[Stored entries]
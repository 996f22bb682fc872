pub mod resolver;
pub mod store;

pub use resolver::{is_current_plan, resolve_entitlement, Entitlement, EntitlementPolicy};
pub use store::{load_subscription, AccountState, Store, StoreAction, SubscriptionSource};
use gz_movement::catalog::validate_catalog;
use gz_movement::checkout::CheckoutClient;
use gz_movement::config::AppConfig;
use gz_movement::server::{self, AppState};
use gz_movement::supabase::SupabaseClient;
use gz_movement::utilities::logger::init_logger;

use log::info;
use std::sync::Arc;

#[tokio::main]
async fn main() {
    dotenv::dotenv().ok();

    let config = match AppConfig::from_env() {
        Ok(config) => config,
        Err(e) => panic!("Invalid configuration: {}", e),
    };

    match init_logger(config.log_level) {
        Ok(_) => (),
        Err(e) => panic!("Error initializing logger: {}", e),
    };

    match validate_catalog() {
        Ok(_) => info!("Plan catalog validated"),
        Err(e) => panic!("Invalid plan catalog: {}", e),
    };

    let supabase = match SupabaseClient::new(&config.supabase_url, &config.supabase_anon_key) {
        Ok(client) => client,
        Err(e) => panic!("Error building auth service client: {}", e),
    };

    let checkout = match CheckoutClient::new(&config.checkout_url, config.checkout_timeout) {
        Ok(client) => client,
        Err(e) => panic!("Error building checkout client: {}", e),
    };

    info!("Checkout endpoint: {}", checkout.endpoint());

    server::init(Arc::new(AppState::new(config, supabase, checkout))).await;
}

*Goal of the exercise:* Each entry is to be returned in full, character for character.

*Exercise solution:*
repository 996f22bb682fc872
pub mod resolver;
pub mod store;

pub use resolver::{is_current_plan, resolve_entitlement, Entitlement, EntitlementPolicy};
pub use store::{load_subscription, AccountState, Store, StoreAction, SubscriptionSource};
use gz_movement::catalog::validate_catalog;
use gz_movement::checkout::CheckoutClient;
use gz_movement::config::AppConfig;
use gz_movement::server::{self, AppState};
use gz_movement::supabase::SupabaseClient;
use gz_movement::utilities::logger::init_logger;

use log::info;
use std::sync::Arc;

#[tokio::main]
async fn main() {
    dotenv::dotenv().ok();

    let config = match AppConfig::from_env() {
        Ok(config) => config,
        Err(e) => panic!("Invalid configuration: {}", e),
    };

    match init_logger(config.log_level) {
        Ok(_) => (),
        Err(e) => panic!("Error initializing logger: {}", e),
    };

    match validate_catalog() {
        Ok(_) => info!("Plan catalog validated"),
        Err(e) => panic!("Invalid plan catalog: {}", e),
    };

    let supabase = match SupabaseClient::new(&config.supabase_url, &config.supabase_anon_key) {
        Ok(client) => client,
        Err(e) => panic!("Error building auth service client: {}", e),
    };

    let checkout = match CheckoutClient::new(&config.checkout_url, config.checkout_timeout) {
        Ok(client) => client,
        Err(e) => panic!("Error building checkout client: {}", e),
    };

    info!("Checkout endpoint: {}", checkout.endpoint());

    server::init(Arc::new(AppState::new(config, supabase, checkout))).await;
}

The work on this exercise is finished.